▶ **WORK REQUEST**: Filter these entries so that only lines with the word "tests" remain.

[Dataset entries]
^^^^^^^^^^^^^^^^

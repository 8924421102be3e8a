use crate::background::{data_loader::DataLoader, BackgroundTaskManager};
use crate::events::{AppCommand, EditTarget};
use crate::state::tree::UNCLASSIFIED;
use crate::state::{
    AppState, DashboardState, DescriptionEditState, InputMode, LoadingState, LogsState, MoveState,
    PickerState, Scrollable, NO_SUBCATEGORY_OPTION,
};
use crate::ui::screens::Screen;
use chrono::{Months, NaiveDate};
use financa_api::endpoints::{Month, TransactionId, Valor};
use throbber_widgets_tui::ThrobberState;

const LOGS_PAGE: usize = 10;

/// Work a command asks the background layer to do. Applying a command is
/// pure state mutation; effects are what gets spawned afterwards.
#[derive(Debug, Clone, PartialEq)]
enum Effect {
    LoadTaxonomy {
        force_refresh: bool,
    },
    LoadCategory {
        categoria: String,
        month: Month,
        generation: u64,
    },
    UpdateRowCategory {
        id: TransactionId,
        descricao: String,
        categoria: String,
        subcategoria: Option<String>,
        month: Month,
    },
    UpdateDescriptionCategory {
        descricao: String,
        categoria: String,
        subcategoria: Option<String>,
        month: Month,
    },
    SaveMapping {
        descricao_original: String,
        descricao_customizada: String,
    },
    DeleteMapping {
        descricao_original: String,
    },
    AddRecurring {
        descricao: String,
        categoria: String,
        valor: Valor,
    },
}

/// Execute a command: mutate state, then hand the resulting effects to the
/// background task manager.
pub fn execute_command(
    command: AppCommand,
    state: &mut AppState,
    task_manager: &mut BackgroundTaskManager,
    data_loader: &DataLoader,
) {
    for effect in apply_command(command, state) {
        spawn_effect(effect, task_manager, data_loader);
    }
}

/// Synchronous variant for tests: commands mutate state, effects are
/// dropped instead of spawned.
pub fn execute_command_sync(command: AppCommand, state: &mut AppState) {
    let _ = apply_command(command, state);
}

fn spawn_effect(effect: Effect, task_manager: &mut BackgroundTaskManager, data_loader: &DataLoader) {
    match effect {
        Effect::LoadTaxonomy { force_refresh } => {
            let data_loader = data_loader.clone();
            task_manager.spawn_load_task("taxonomy".to_string(), async move {
                data_loader.load_taxonomy(force_refresh).await;
            });
        }
        Effect::LoadCategory {
            categoria,
            month,
            generation,
        } => {
            let task_id = format!("transactions_{}", categoria);
            let data_loader = data_loader.clone();
            task_manager.spawn_load_task(task_id, async move {
                data_loader.load_category(categoria, month, generation).await;
            });
        }
        Effect::UpdateRowCategory {
            id,
            descricao,
            categoria,
            subcategoria,
            month,
        } => {
            let data_loader = data_loader.clone();
            task_manager.spawn_load_task(format!("update_row_{}", id), async move {
                data_loader
                    .update_row_category(month, id, descricao, categoria, subcategoria)
                    .await;
            });
        }
        Effect::UpdateDescriptionCategory {
            descricao,
            categoria,
            subcategoria,
            month,
        } => {
            let task_id = format!("update_descricao_{}", descricao);
            let data_loader = data_loader.clone();
            task_manager.spawn_load_task(task_id, async move {
                data_loader
                    .update_description_category(month, descricao, categoria, subcategoria)
                    .await;
            });
        }
        Effect::SaveMapping {
            descricao_original,
            descricao_customizada,
        } => {
            let task_id = format!("mapping_{}", descricao_original);
            let data_loader = data_loader.clone();
            task_manager.spawn_load_task(task_id, async move {
                data_loader
                    .save_mapping(descricao_original, descricao_customizada)
                    .await;
            });
        }
        Effect::DeleteMapping { descricao_original } => {
            let task_id = format!("mapping_{}", descricao_original);
            let data_loader = data_loader.clone();
            task_manager.spawn_load_task(task_id, async move {
                data_loader.delete_mapping(descricao_original).await;
            });
        }
        Effect::AddRecurring {
            descricao,
            categoria,
            valor,
        } => {
            let task_id = format!("recurring_{}", descricao);
            let data_loader = data_loader.clone();
            task_manager.spawn_load_task(task_id, async move {
                data_loader.add_recurring(descricao, categoria, valor).await;
            });
        }
    }
}
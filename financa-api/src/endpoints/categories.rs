use serde::Serialize;
use std::borrow::Cow;
use std::collections::BTreeMap;
use tower_api_client::{Request, RequestData};

/// Category taxonomy: categoria name to its subcategoria names.
pub type Taxonomy = BTreeMap<String, Vec<String>>;

#[derive(Default, Debug, Clone, Serialize)]
pub struct ListCategories;

impl ListCategories {
    pub fn new() -> Self {
        Self::default()
    }
}

impl Request for ListCategories {
    type Data = ();
    type Response = Taxonomy;

    fn endpoint(&self) -> Cow<'_, str> {
        "/api/categorias".into()
    }

    fn data(&self) -> RequestData<&Self::Data> {
        RequestData::Empty
    }
}
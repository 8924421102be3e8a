use chrono::NaiveDate;
use financa_api::endpoints::transactions::Transaction;
use std::cmp::Ordering;

/// Column the transaction tables are sorted by.
#[derive(Default, Debug, Clone, Copy, PartialEq, Eq)]
pub enum SortColumn {
    #[default]
    Data,
    Descricao,
    Valor,
    Parcela,
}

impl SortColumn {
    pub fn next(&self) -> Self {
        match self {
            Self::Data => Self::Descricao,
            Self::Descricao => Self::Valor,
            Self::Valor => Self::Parcela,
            Self::Parcela => Self::Data,
        }
    }

    pub fn label(&self) -> &'static str {
        match self {
            Self::Data => "data",
            Self::Descricao => "descrição",
            Self::Valor => "valor",
            Self::Parcela => "parcela",
        }
    }
}

#[derive(Debug, Clone, Copy, PartialEq, Eq)]
pub enum SortDirection {
    Ascending,
    Descending,
}

impl Default for SortDirection {
    fn default() -> Self {
        Self::Descending
    }
}

impl SortDirection {
    pub fn toggle(&self) -> Self {
        match self {
            Self::Ascending => Self::Descending,
            Self::Descending => Self::Ascending,
        }
    }

    pub fn arrow(&self) -> &'static str {
        match self {
            Self::Ascending => "↑",
            Self::Descending => "↓",
        }
    }
}

#[derive(Default, Debug, Clone, Copy, PartialEq, Eq)]
pub struct SortSpec {
    pub column: SortColumn,
    pub direction: SortDirection,
}

/// Sort rows in place. The sort is stable, so equal keys keep fetch order.
pub fn sort_rows(rows: &mut [Transaction], spec: SortSpec) {
    rows.sort_by(|a, b| {
        let ordering = compare(a, b, spec.column);
        match spec.direction {
            SortDirection::Ascending => ordering,
            SortDirection::Descending => ordering.reverse(),
        }
    });
}

fn compare(a: &Transaction, b: &Transaction, column: SortColumn) -> Ordering {
    match column {
        SortColumn::Data => date_key(a.data.as_deref()).cmp(&date_key(b.data.as_deref())),
        SortColumn::Descricao => a
            .descricao
            .to_lowercase()
            .cmp(&b.descricao.to_lowercase()),
        SortColumn::Valor => a
            .valor
            .partial_cmp(&b.valor)
            .unwrap_or(Ordering::Equal),
        SortColumn::Parcela => {
            parcela_key(a.parcela.as_deref()).cmp(&parcela_key(b.parcela.as_deref()))
        }
    }
}

/// Dates are compared as dates, never as strings. Unparseable or missing
/// dates sort before everything else.
fn date_key(data: Option<&str>) -> Option<NaiveDate> {
    let data = data?;
    NaiveDate::parse_from_str(data, "%Y-%m-%d")
        .or_else(|_| NaiveDate::parse_from_str(data, "%d/%m/%Y"))
        .ok()
}

/// Installment labels like "2/10" order by their current installment.
fn parcela_key(parcela: Option<&str>) -> Option<u32> {
    parcela?.split('/').next()?.trim().parse().ok()
}

#[cfg(test)]
mod tests {
    use super::*;
    use financa_api::endpoints::Valor;

    fn row(descricao: &str, data: Option<&str>, valor: f64, parcela: Option<&str>) -> Transaction {
        Transaction {
            id: None,
            data: data.map(str::to_string),
            descricao: descricao.to_string(),
            descricao_original: None,
            tem_mapeamento: false,
            categoria: String::new(),
            subcategoria: None,
            valor: Valor::new(valor),
            parcela: parcela.map(str::to_string),
        }
    }

    #[test]
    fn sorts_dates_as_dates_not_strings() {
        let mut rows = vec![
            row("a", Some("02/01/2025"), -1.0, None),
            row("b", Some("2024-12-31"), -1.0, None),
        ];
        sort_rows(
            &mut rows,
            SortSpec {
                column: SortColumn::Data,
                direction: SortDirection::Ascending,
            },
        );
        assert_eq!(rows[0].descricao, "b");
    }

    #[test]
    fn sorts_valor_numerically() {
        let mut rows = vec![
            row("small", None, -9.5, None),
            row("big", None, -100.0, None),
        ];
        sort_rows(
            &mut rows,
            SortSpec {
                column: SortColumn::Valor,
                direction: SortDirection::Ascending,
            },
        );
        assert_eq!(rows[0].descricao, "big");
    }

    #[test]
    fn sorts_parcela_by_current_installment() {
        let mut rows = vec![
            row("later", None, -1.0, Some("10/12")),
            row("earlier", None, -1.0, Some("2/12")),
            row("none", None, -1.0, None),
        ];
        sort_rows(
            &mut rows,
            SortSpec {
                column: SortColumn::Parcela,
                direction: SortDirection::Ascending,
            },
        );
        assert_eq!(rows[0].descricao, "none");
        assert_eq!(rows[1].descricao, "earlier");
        assert_eq!(rows[2].descricao, "later");
    }

    #[test]
    fn default_sort_is_newest_first() {
        let mut rows = vec![
            row("old", Some("2025-08-01"), -1.0, None),
            row("new", Some("2025-08-20"), -1.0, None),
        ];
        sort_rows(&mut rows, SortSpec::default());
        assert_eq!(rows[0].descricao, "new");
    }
}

^^^^^^^^^^^^^^^^

▶ **ANSWER SECTION**:
/// Synchronous variant for tests: commands mutate state, effects are
mod tests {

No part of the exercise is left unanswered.